* WHAT YOU ARE ASKED TO DO
The expected output is a copy of every line in the records with the string "types".

* DATA EXTRACTS
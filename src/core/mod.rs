//! Core engine types: grid geometry, state, commands, RNG, configuration.
//!
//! These are plain data with no game rules attached. The rules live in
//! `crate::rules` and operate on these types.

pub mod grid;
pub mod rng;
pub mod config;
pub mod command;
pub mod state;

pub use grid::{Direction, Grid, Position, Tile, COLS, ROWS};
pub use rng::{GameRng, GameRngState, ScriptedTiles, TileSource};
pub use config::{ConfigError, GameConfig, BEST_SCORE_KEY};
pub use command::{Command, Rejection};
pub use state::{GameState, Phase};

* RESPONSE TO THIS TASK
//! Core engine types: grid geometry, state, commands, RNG, configuration.
//! `crate::rules` and operate on these types.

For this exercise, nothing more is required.